Même silence. Beruto tira de sa poche une clé que le jeune Russe entendit tourner dans une serrure. Son cœur battait violemment. Si Beruto entrait dans le cachot, Beruto était un homme mort. Yvan, doué d’une force herculéenne, le mettrait en pièces. Mais Beruto était prudent. Ce ne fut pas la porte qu’il ouvrit. Ce fut le guichet. Le guichet était un panneau de fer grillé qui pouvait avoir un pied de large en tous sens. Le panier y pouvait passer. Beruto le poussa, et le panier tomba dans le cachot. En même temps le guichet se referma. Yvan poussa un cri de rage.

– Tiens ! dit Beruto qui appliqua son visage moqueur aux barreaux du guichet, Votre Seigneurerie n’est donc pas morte ?

Yvan bondit vers le guichet.

– Bonjour, seigneur, reprit Beruto.

– Misérable ! hurla Yvan.

– Si vous me dites des sottises, je m’en vais.
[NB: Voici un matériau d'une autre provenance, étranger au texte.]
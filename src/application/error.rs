// src/application/error.rs
use crate::domain::errors::DomainError;
use thiserror::Error;

pub type ApplicationResult<T> = Result<T, ApplicationError>;

#[derive(Debug, Error)]
pub enum ApplicationError {
    #[error("validation error: {0}")]
    Validation(String),

    #[error("network failure: {0}")]
    NetworkFailure(String),

    #[error("remote collection still empty after seeding: {0}")]
    EmptyResultRace(String),

    #[error("malformed row: {0}")]
    MalformedRow(String),

    #[error("seed data unavailable: {0}")]
    Seed(String),

    #[error("render failure: {0}")]
    Render(String),
}

impl ApplicationError {
    pub fn empty_result_race(msg: impl Into<String>) -> Self {
        Self::EmptyResultRace(msg.into())
    }

    pub fn malformed_row(msg: impl Into<String>) -> Self {
        Self::MalformedRow(msg.into())
    }

    pub fn seed(msg: impl Into<String>) -> Self {
        Self::Seed(msg.into())
    }

    pub fn render(msg: impl Into<String>) -> Self {
        Self::Render(msg.into())
    }
}

impl From<DomainError> for ApplicationError {
    fn from(err: DomainError) -> Self {
        match err {
            DomainError::Validation(msg) => Self::Validation(msg),
            DomainError::MalformedRow(msg) => Self::MalformedRow(msg),
            DomainError::Remote(msg) => Self::NetworkFailure(msg),
        }
    }
}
Yvan se sentit alors en proie à un sentiment de curiosité ardente qui triompha un moment de sa colère.

– Beruto ? fit-il.

– Que désire Votre Excellence ? demanda l’Italien d’un ton respectueux.

– Savoir où je suis.

– Rien de plus facile. Vous êtes, monseigneur, dans une cave de l’hôtel dans lequel vous avez déjeuné hier matin.

– Comment, hier matin ?

– Oui. Le narcotique absorbé par vous vous a fait dormir trente-six heures.

– Et pourquoi suis-je ici ?

– Par ordre de la comtesse Vasilika. Yvan eut un cri de rage :

– Que veut-elle donc, cette femme ?

– Elle veut que vous restiez ici.

– Longtemps ?

– Mais, dit froidement Beruto, probablement jusqu’à votre mort…

Et il s’en alla.

Et quatre jours s’écoulèrent. Quatre jours de fureur, de désespoir et d’abattement tour à tour. D’abord Yvan ne voulut pas manger. Il craignait que ce qu’on lui apportait ne fût empoisonné. Puis la faim triompha. Il mangea et ne mourut point. Mais une pensée affreuse vint ajouter à ses terreurs et à ses empoisonnements. Puisque Vasilika le poursuivait ainsi, lui, qui sait si elle ne persécuterait pas Madeleine ? Et à partir du moment où cette idée lui vint, Yvan se métamorphosa en bête fauve qui fait d’impuissants efforts pour recouvrer la liberté et ne se lasse jamais. Il essaya d’enfoncer la porte, de battre les murs en brèche ; il cria et hurla sans relâche, jusqu’à ce que, meurtri, sanglant, épuisé, il tombât sur le sol. Quelques heures de sommeil le remettaient et il recommençait. Enfin, le quatrième jour de sa captivité, cette lueur qui pénétrait tout à coup au travers du guichet et annonçait la venue de Beruto, brilla dans le corridor. Yvan colla son visage au guichet et cessa de vociférer. Tout à coup, il vit apparaître non point seulement Beruto, mais une femme derrière lui. C’était la comtesse Vasilika. Et Yvan sentit, à cette vue, un ouragan de colère lui traverser la gorge et monter de son cœur à sa tête.

– Ah ! si elle pouvait entrer ! se dit-il.